Our study suggests that there is no association between time to debridement and infection rate. It may be prudent to delay definitive debridement so that better treatment by experienced surgeons and staff familiar with equipment can be provided. In a busy District General or peripheral hospital, where immediate access to theatre for all such injuries may not be possible, delaying debridement for some injuries may not influence the outcome. The limitation of our study is that it is a retrospective case–control study. A power analysis by Skaggs et al. [23] revealed that 11,390 cases would be needed in order to detect a 20 % difference in infection rate.

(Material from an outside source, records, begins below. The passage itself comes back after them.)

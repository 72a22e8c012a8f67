//! # Shared World Tests
//!
//! Several threads reading, one writer ticking, and message posting from
//! threads that never take a marker.
//!
//! Run with: cargo test --package tessera_core --test shared_world

use std::sync::atomic::{AtomicUsize, Ordering};
use std::sync::Arc;
use std::thread;

use tessera_core::{
    Component, GameObjectDesc, Message, MessageType, MessageTypeId, MsgRouting, SharedWorld,
    World, WorldConfig, WorldContext,
};

#[derive(Debug, Clone)]
struct Hit {
    amount: u32,
}

impl MessageType for Hit {
    const ID: MessageTypeId = MessageTypeId(200);
}

struct Health {
    total_damage: Arc<AtomicUsize>,
}

impl Component for Health {
    fn on_message(&mut self, msg: &dyn Message, _ctx: &mut WorldContext<'_>) {
        if let Some(hit) = msg.downcast_ref::<Hit>() {
            self.total_damage
                .fetch_add(hit.amount as usize, Ordering::Relaxed);
        }
    }
}

#[test]
fn readers_and_posters_with_one_writer() {
    const POSTERS: usize = 4;
    const HITS_PER_POSTER: usize = 250;

    let total_damage = Arc::new(AtomicUsize::new(0));
    let shared = SharedWorld::new(World::default());
    let target = {
        let mut world = shared.write();
        let target = world.create_object(GameObjectDesc::new("target")).unwrap();
        let health = world
            .create_component(Health {
                total_damage: Arc::clone(&total_damage),
            })
            .unwrap();
        world.add_component(target, health).unwrap();
        for i in 0..16 {
            let desc = GameObjectDesc::new(format!("debris_{i}")).with_parent(target);
            world.create_object(desc).unwrap();
        }
        target
    };

    let posters: Vec<_> = (0..POSTERS)
        .map(|_| {
            let sender = shared.message_sender();
            thread::spawn(move || {
                for _ in 0..HITS_PER_POSTER {
                    assert!(sender.post(target, Hit { amount: 1 }, MsgRouting::DEFAULT));
                }
            })
        })
        .collect();

    let readers: Vec<_> = (0..POSTERS)
        .map(|_| {
            let shared = shared.clone();
            thread::spawn(move || {
                for _ in 0..100 {
                    let world = shared.read();
                    assert_eq!(world.children(target).unwrap().count(), 16);
                }
            })
        })
        .collect();

    for _ in 0..10 {
        shared.write().tick(1.0 / 60.0);
    }
    for handle in posters.into_iter().chain(readers) {
        handle.join().unwrap();
    }
    shared.write().tick(1.0 / 60.0);

    assert_eq!(total_damage.load(Ordering::Relaxed), POSTERS * HITS_PER_POSTER);
    assert_eq!(shared.active_readers(), 0);
    assert_eq!(shared.active_writers(), 0);
    assert!(shared.try_unwrap().is_ok());
}

#[test]
fn configured_world_enforces_object_limit() {
    let config = WorldConfig::from_toml_str(
        r#"
        initial_object_capacity = 4
        max_objects = 4
        queue_warning_threshold = 8
        "#,
    )
    .unwrap();
    let shared = SharedWorld::new(World::new(config).unwrap());

    let mut world = shared.write();
    for i in 0..4 {
        world
            .create_object(GameObjectDesc::new(format!("slot_{i}")))
            .unwrap();
    }
    let err = world.create_object(GameObjectDesc::new("overflow")).unwrap_err();
    assert!(matches!(
        err,
        tessera_core::WorldError::CapacityExceeded { capacity: 4, .. }
    ));
}
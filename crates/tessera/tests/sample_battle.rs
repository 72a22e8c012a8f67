//! # Sample Battle Tests
//!
//! Run with: cargo test --package tessera --test sample_battle

use std::path::Path;

use tessera::core::MsgRouting;
use tessera::gameplay::{Damage, Ship};
use tessera::{SampleConfig, Simulation};

#[test]
fn shipped_config_loads_and_runs() {
    let path = Path::new(env!("CARGO_MANIFEST_DIR")).join("sample_sim.toml");
    let mut config = SampleConfig::from_toml_file(path).unwrap();
    assert_eq!(config.ships, 6);
    assert_eq!(config.world.max_hierarchy_depth, 8);

    config.ticks = 120;
    let report = Simulation::new(config).unwrap().run().unwrap();
    assert!(report.ticks <= 120);
    assert_eq!(report.kills.len(), 6);
    assert!(report.peak_objects >= 7);
}

#[test]
fn battle_ends_with_at_most_one_survivor() {
    let config = SampleConfig {
        ships: 4,
        ticks: 6_000,
        ship_speed: 0.0,
        projectile_lifetime_ticks: 200,
        ..SampleConfig::default()
    };
    let mut sim = Simulation::new(config).unwrap();
    let report = sim.run().unwrap();

    // The last two may trade fatal shots on the same tick.
    assert!(report.ticks < 6_000);
    assert!(report.survivors.len() <= 1);
    let lost = 4 - report.survivors.len();
    assert_eq!(report.kills.iter().sum::<u32>() as usize, lost);
    let board = sim.scoreboard().unwrap();
    assert_eq!(board.destroyed().len(), lost);
    for survivor in &report.survivors {
        assert!(!board.destroyed().contains(survivor));
    }
}

#[test]
fn destroyed_ship_leaves_the_arena() {
    let config = SampleConfig {
        ships: 2,
        ship_health: 100,
        ..SampleConfig::default()
    };
    let mut sim = Simulation::new(config).unwrap();
    let arena = sim.arena();
    let world = sim.world_mut();
    let victim = world.children(arena).unwrap().next().unwrap();

    world
        .send_message(
            victim,
            Damage {
                amount: 100,
                from_player: 1,
            },
            MsgRouting::DEFAULT,
        )
        .unwrap();
    assert!(!world.is_alive(victim));
    assert!(world.try_get_component_of_type::<Ship>(victim).is_err());
    assert_eq!(world.children(arena).unwrap().count(), 1);
    assert_eq!(sim.survivors().len(), 1);
    assert_eq!(sim.scoreboard().unwrap().kills(1), 1);
}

Skeletal stabilization should be performed at the time of initial debridement [3, 30, 31]. This can be achieved by intramedullary nails, plates or external fixators depending on the morphology of the fracture. Restoring alignment of the limb eliminates gross movement at the site of fracture, limits further soft tissue damage and decreases the risk of further bacterial spread [30, 31]. Nearly half of the patients (46 %) in our study were treated with an external fixator and 30 % by an intramedullary nail.

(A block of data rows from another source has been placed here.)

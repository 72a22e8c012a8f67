//! # Deferred Commands
//!
//! Component callbacks run while their manager is borrowed, so they cannot
//! change the world structure directly. They record [`Command`]s instead,
//! which the world applies in recording order once the callback pass ends.
//!
//! Application points:
//!
//! - after each immediate message dispatch,
//! - after the update pass of a tick,
//! - after each message handled at the drain point.
//!
//! A command whose target died in the meantime fails with `NotFound`; the
//! failure is logged and the remaining commands still run.

use std::fmt;

use crate::error::WorldResult;
use crate::handle::{ComponentHandle, GameObjectHandle};
use crate::math::{Quat, Transform, Vec3};
use crate::message::{Message, MsgRouting};
use crate::object::GameObjectDesc;
use crate::world::World;

/// Upper bound on apply passes per application point. Commands produced
/// beyond it stay buffered for the next application point.
const MAX_APPLY_PASSES: usize = 64;

/// Builder run against a freshly spawned object.
pub type SpawnFn = Box<dyn FnOnce(&mut World, GameObjectHandle) -> WorldResult<()> + Send + Sync>;

/// A deferred structural change.
pub enum Command {
    /// Deletes an object and its subtree.
    DeleteObject(GameObjectHandle),
    /// Detaches and destroys a component.
    DeleteComponent(ComponentHandle),
    /// Attaches an unowned component.
    AddComponent {
        /// Receiving object.
        object: GameObjectHandle,
        /// Component to attach.
        component: ComponentHandle,
    },
    /// Detaches a component without destroying it.
    RemoveComponent {
        /// Current owner.
        object: GameObjectHandle,
        /// Component to detach.
        component: ComponentHandle,
    },
    /// Promotes an object to dynamic.
    MakeDynamic(GameObjectHandle),
    /// Replaces the local transform.
    SetLocalTransform(GameObjectHandle, Transform),
    /// Replaces the local position.
    SetLocalPosition(GameObjectHandle, Vec3),
    /// Replaces the local rotation.
    SetLocalRotation(GameObjectHandle, Quat),
    /// Reparents an object, `None` makes it a root.
    SetParent {
        /// Object to move.
        child: GameObjectHandle,
        /// New parent.
        parent: Option<GameObjectHandle>,
    },
    /// Creates an object and runs a builder on it.
    Spawn {
        /// Object description.
        desc: GameObjectDesc,
        /// Runs once the object exists.
        build: SpawnFn,
    },
    /// Sends a message, immediately or queued depending on `routing`.
    SendMessage {
        /// Receiving object.
        target: GameObjectHandle,
        /// Payload.
        message: Box<dyn Message>,
        /// Routing policy.
        routing: MsgRouting,
    },
}

impl Command {
    fn apply(self, world: &mut World) -> WorldResult<()> {
        match self {
            Self::DeleteObject(object) => world.delete_object(object),
            Self::DeleteComponent(component) => world.delete_component(component),
            Self::AddComponent { object, component } => world.add_component(object, component),
            Self::RemoveComponent { object, component } => {
                world.remove_component(object, component)
            }
            Self::MakeDynamic(object) => world.make_dynamic(object),
            Self::SetLocalTransform(object, transform) => {
                world.set_local_transform(object, transform)
            }
            Self::SetLocalPosition(object, position) => world.set_local_position(object, position),
            Self::SetLocalRotation(object, rotation) => world.set_local_rotation(object, rotation),
            Self::SetParent { child, parent } => world.set_parent(child, parent),
            Self::Spawn { desc, build } => {
                let object = world.create_object(desc)?;
                let built = build(world, object);
                if built.is_err() && world.is_alive(object) {
                    world.delete_object(object)?;
                }
                built
            }
            Self::SendMessage {
                target,
                message,
                routing,
            } => world.post_boxed(target, message, routing),
        }
    }
}

impl fmt::Debug for Command {
    fn fmt(&self, f: &mut fmt::Formatter<'_>) -> fmt::Result {
        match self {
            Self::DeleteObject(object) => f.debug_tuple("DeleteObject").field(object).finish(),
            Self::DeleteComponent(component) => {
                f.debug_tuple("DeleteComponent").field(component).finish()
            }
            Self::AddComponent { object, component } => f
                .debug_struct("AddComponent")
                .field("object", object)
                .field("component", component)
                .finish(),
            Self::RemoveComponent { object, component } => f
                .debug_struct("RemoveComponent")
                .field("object", object)
                .field("component", component)
                .finish(),
            Self::MakeDynamic(object) => f.debug_tuple("MakeDynamic").field(object).finish(),
            Self::SetLocalTransform(object, _) => {
                f.debug_tuple("SetLocalTransform").field(object).finish()
            }
            Self::SetLocalPosition(object, position) => f
                .debug_tuple("SetLocalPosition")
                .field(object)
                .field(position)
                .finish(),
            Self::SetLocalRotation(object, _) => {
                f.debug_tuple("SetLocalRotation").field(object).finish()
            }
            Self::SetParent { child, parent } => f
                .debug_struct("SetParent")
                .field("child", child)
                .field("parent", parent)
                .finish(),
            Self::Spawn { desc, .. } => f.debug_struct("Spawn").field("desc", desc).finish(),
            Self::SendMessage {
                target,
                message,
                routing,
            } => f
                .debug_struct("SendMessage")
                .field("target", target)
                .field("message", message)
                .field("routing", routing)
                .finish(),
        }
    }
}

/// Ordered list of pending commands.
#[derive(Debug, Default)]
pub struct CommandBuffer {
    commands: Vec<Command>,
}

impl CommandBuffer {
    /// Creates an empty buffer.
    #[must_use]
    pub fn new() -> Self {
        Self::default()
    }

    /// Records a command.
    #[inline]
    pub fn push(&mut self, command: Command) {
        self.commands.push(command);
    }

    /// Number of recorded commands.
    #[inline]
    #[must_use]
    pub fn len(&self) -> usize {
        self.commands.len()
    }

    /// Returns `true` if nothing is recorded.
    #[inline]
    #[must_use]
    pub fn is_empty(&self) -> bool {
        self.commands.is_empty()
    }

    fn take(&mut self) -> Vec<Command> {
        std::mem::take(&mut self.commands)
    }
}

/// Outcome of one application point.
#[derive(Clone, Copy, Debug, Default, PartialEq, Eq)]
pub struct AppliedCommands {
    /// Commands that ran successfully.
    pub applied: usize,
    /// Commands that returned an error.
    pub failed: usize,
}

impl AppliedCommands {
    pub(crate) fn merge(&mut self, other: Self) {
        self.applied += other.applied;
        self.failed += other.failed;
    }
}

impl World {
    /// Applies buffered commands, including those recorded while applying.
    pub(crate) fn apply_commands(&mut self) -> AppliedCommands {
        let mut outcome = AppliedCommands::default();
        for _ in 0..MAX_APPLY_PASSES {
            if self.commands.is_empty() {
                return outcome;
            }
            for command in self.commands.take() {
                match command.apply(self) {
                    Ok(()) => outcome.applied += 1,
                    Err(e) => {
                        tracing::debug!("Deferred command failed: {}", e);
                        outcome.failed += 1;
                    }
                }
            }
        }
        if !self.commands.is_empty() {
            tracing::warn!(
                "{} commands still pending after {} passes, deferring",
                self.commands.len(),
                MAX_APPLY_PASSES
            );
        }
        outcome
    }
}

We suggest the 6-h rule must be interpreted with caution. In a level 1 trauma centre, it may be possible to gain prompt theatre access to allow this rule to be satisfied. However, this and other studies have indicated that the infection rate is not associated with a reasonable delay to debridement, especially if the delay is to facilitate treatment by the appropriate senior surgical personnel. Our study also recognizes the importance of a multi-disciplinary management protocol as recommended by the recent BOA/BAPRAS (British Orthopaedic Association/British Association of Plastic, Reconstructive and Aesthetic surgeons) standards for management of open fractures [18].

Conclusion

This study suggests that infection rate is not increased if the primary surgical debridement was delayed more than 6 h after injury. Reasonable delays in surgical treatment for patients with open fractures may be justified in order to provide an optimal operating environment.